The tool, the electronic Physician Annotation Device (ePAD), opens an exam and presents a tabular summary of what was recorded during prior exams. The system evaluates lesions using the Response Evaluation Criteria in Solid Tumors (RECIST) guidelines, along with alternative indicators of cancer treatment response, such as the specific abnormalities, their measurements, and how they were measured. Clicking on any measurement displays the associated image and its annotations. New measurements are automatically added to a summary table, and a mini quantitative report is generated. A description of this functionality was published in the September-October 2012 edition of Radiographics.

PACS Measurements
“You can do the same sorts of measurements as you can on a PACS, such as linear and area/volume,” Rubin says. “We are working on modules for specialized analyses, such as PET and DCE [dynamic contrast enhanced] MRI.”

Although some vendors have been working on proprietary lesion tracking tools, doing it in a standards-based way is new. ePAD uses the Annotation and Image Markup (AIM) standard, which was developed by the National Cancer Institute to store human and machine image annotations in a format that is syntactically and semantically interoperable. Since a patient who receives multiple scans may have them on different vendor systems, a standards-based approach makes it easier to search and compare the patient’s record to compile the automated summaries of lesion measurements and disease response.

“The reason it’s important to do this in a standards-based way is interoperability,” Rubin says. “There are many different tools that one can use for viewing images and, if the data that you generate in the course of making measurements is compliant with the standards, then every time point for which patients get evaluated using different tools can be used in data analysis tools such as ePAD.”

Initial assessments of the tool have been promising. At RSNA 2012, Rubin presented results of a study that found the ePAD tool to be significantly faster than hand measurements. The study was undertaken with the Mac version of the tool to test it in a real-world environment, and it found an increase in reader efficiency of 23% with a savings of 2.9 minutes per case. Whether that’s fast enough to induce widespread adoption remains to be seen, but Rubin says it represents a significant improvement when every minute counts in the clinical radiology workflow. And because the tool incorporates the AIM standard, it was found to be effective even when prior imaging studies were not interpreted using the ePAD system.

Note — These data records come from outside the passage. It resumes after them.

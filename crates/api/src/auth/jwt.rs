//! JWT access-token validation and issuance.
//!
//! Tokens are HS256-signed and carry a [`Claims`] payload. Claims this
//! service does not know about are kept in [`Claims::extra`] rather than
//! rejected.

use std::collections::HashMap;

use georecord_core::access::Principal;
use georecord_core::types::DbId;
use jsonwebtoken::{decode, encode, DecodingKey, EncodingKey, Header, Validation};
use serde::{Deserialize, Serialize};
use uuid::Uuid;

/// JWT claims embedded in every access token.
#[derive(Debug, Serialize, Deserialize, Clone, PartialEq)]
pub struct Claims {
    /// Subject -- the user's id.
    pub sub: DbId,
    pub login: String,
    #[serde(default)]
    pub is_admin: bool,
    /// Expiration time (UTC Unix timestamp).
    pub exp: i64,
    /// Issued-at time (UTC Unix timestamp).
    pub iat: i64,
    /// Unique token identifier.
    #[serde(default)]
    pub jti: String,
    #[serde(flatten)]
    pub extra: HashMap<String, serde_json::Value>,
}

impl Claims {
    pub fn principal(&self) -> Principal {
        Principal {
            user_id: self.sub,
            is_admin: self.is_admin,
        }
    }
}

/// Configuration for JWT validation and issuance.
#[derive(Debug, Clone)]
pub struct JwtConfig {
    /// HMAC-SHA256 secret used to sign and verify tokens.
    pub secret: String,
    /// Lifetime of tokens issued by [`JwtChecker::issue`] (default: 60).
    pub access_token_expiry_mins: i64,
}

/// Default access token expiry in minutes.
const DEFAULT_ACCESS_EXPIRY_MINS: i64 = 60;

impl JwtConfig {
    /// Load JWT configuration from environment variables.
    ///
    /// | Env Var                    | Required | Default |
    /// |----------------------------|----------|---------|
    /// | `JWT_SECRET`               | **yes**  | --      |
    /// | `JWT_ACCESS_EXPIRY_MINS`   | no       | `60`    |
    ///
    /// # Panics
    ///
    /// Panics if `JWT_SECRET` is not set or is empty.
    pub fn from_env() -> Self {
        let secret =
            std::env::var("JWT_SECRET").expect("JWT_SECRET must be set in the environment");
        assert!(!secret.is_empty(), "JWT_SECRET must not be empty");

        let access_token_expiry_mins: i64 = std::env::var("JWT_ACCESS_EXPIRY_MINS")
            .unwrap_or_else(|_| DEFAULT_ACCESS_EXPIRY_MINS.to_string())
            .parse()
            .expect("JWT_ACCESS_EXPIRY_MINS must be a valid i64");

        Self {
            secret,
            access_token_expiry_mins,
        }
    }
}

/// Validates bearer tokens into [`Claims`]. Built once at startup.
#[derive(Clone)]
pub struct JwtChecker {
    encoding: EncodingKey,
    decoding: DecodingKey,
    validation: Validation,
    expiry_mins: i64,
}

impl JwtChecker {
    pub fn new(config: &JwtConfig) -> Self {
        Self {
            encoding: EncodingKey::from_secret(config.secret.as_bytes()),
            decoding: DecodingKey::from_secret(config.secret.as_bytes()),
            // HS256, validates exp.
            validation: Validation::default(),
            expiry_mins: config.access_token_expiry_mins,
        }
    }

    /// Validate signature and expiry, returning the embedded claims.
    pub fn check(&self, token: &str) -> Result<Claims, jsonwebtoken::errors::Error> {
        let data = decode::<Claims>(token, &self.decoding, &self.validation)?;
        Ok(data.claims)
    }

    /// Sign arbitrary claims.
    pub fn sign(&self, claims: &Claims) -> Result<String, jsonwebtoken::errors::Error> {
        encode(&Header::default(), claims, &self.encoding)
    }

    /// Issue a fresh token for a user.
    pub fn issue(
        &self,
        user_id: DbId,
        login: &str,
        is_admin: bool,
    ) -> Result<String, jsonwebtoken::errors::Error> {
        let now = chrono::Utc::now().timestamp();
        self.sign(&Claims {
            sub: user_id,
            login: login.to_string(),
            is_admin,
            exp: now + self.expiry_mins * 60,
            iat: now,
            jti: Uuid::new_v4().to_string(),
            extra: HashMap::new(),
        })
    }
}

Rubin’s next research goal is to collaborate with a few medical centers to get feedback about the current implementation of ePAD. This will allow him to better understand the user experience, and refine the tool and its interface to make it more compatible with existing workflows, perhaps saving radiologists even more time. It also will give him the opportunity to formally evaluate the ePAD in actual clinical practice.

Rubin’s ultimate goal is to make it practical to perform quantitation in all cancer patients—not just patients in clinical trials, who are currently the only ones who benefit from it. Although quantitation isn’t necessary for every patient, certain types of cases, such as oncology and cardiovascular cases, where a change in the size of a lesion or an aneurysm is extremely important information, could be handled much more effectively if efficient quantitation tools can make it easier for radiologists to provide critical quantitative information. Rubin thinks that day isn’t too far off.

“Radiologists’ time is worth something and, if a task takes too much time, no matter how useful it is, it’s not going to be done,” Rubin says. “So I think as more work is done and quantitation tools are refined and workflow is made more efficient for radiologists, we’ll see more applications for quantitation in radiology.”

— David Yeager is a freelance writer and editor based in Royersford, Pennsylvania. He writes primarily about information technology in imaging for Radiology Today.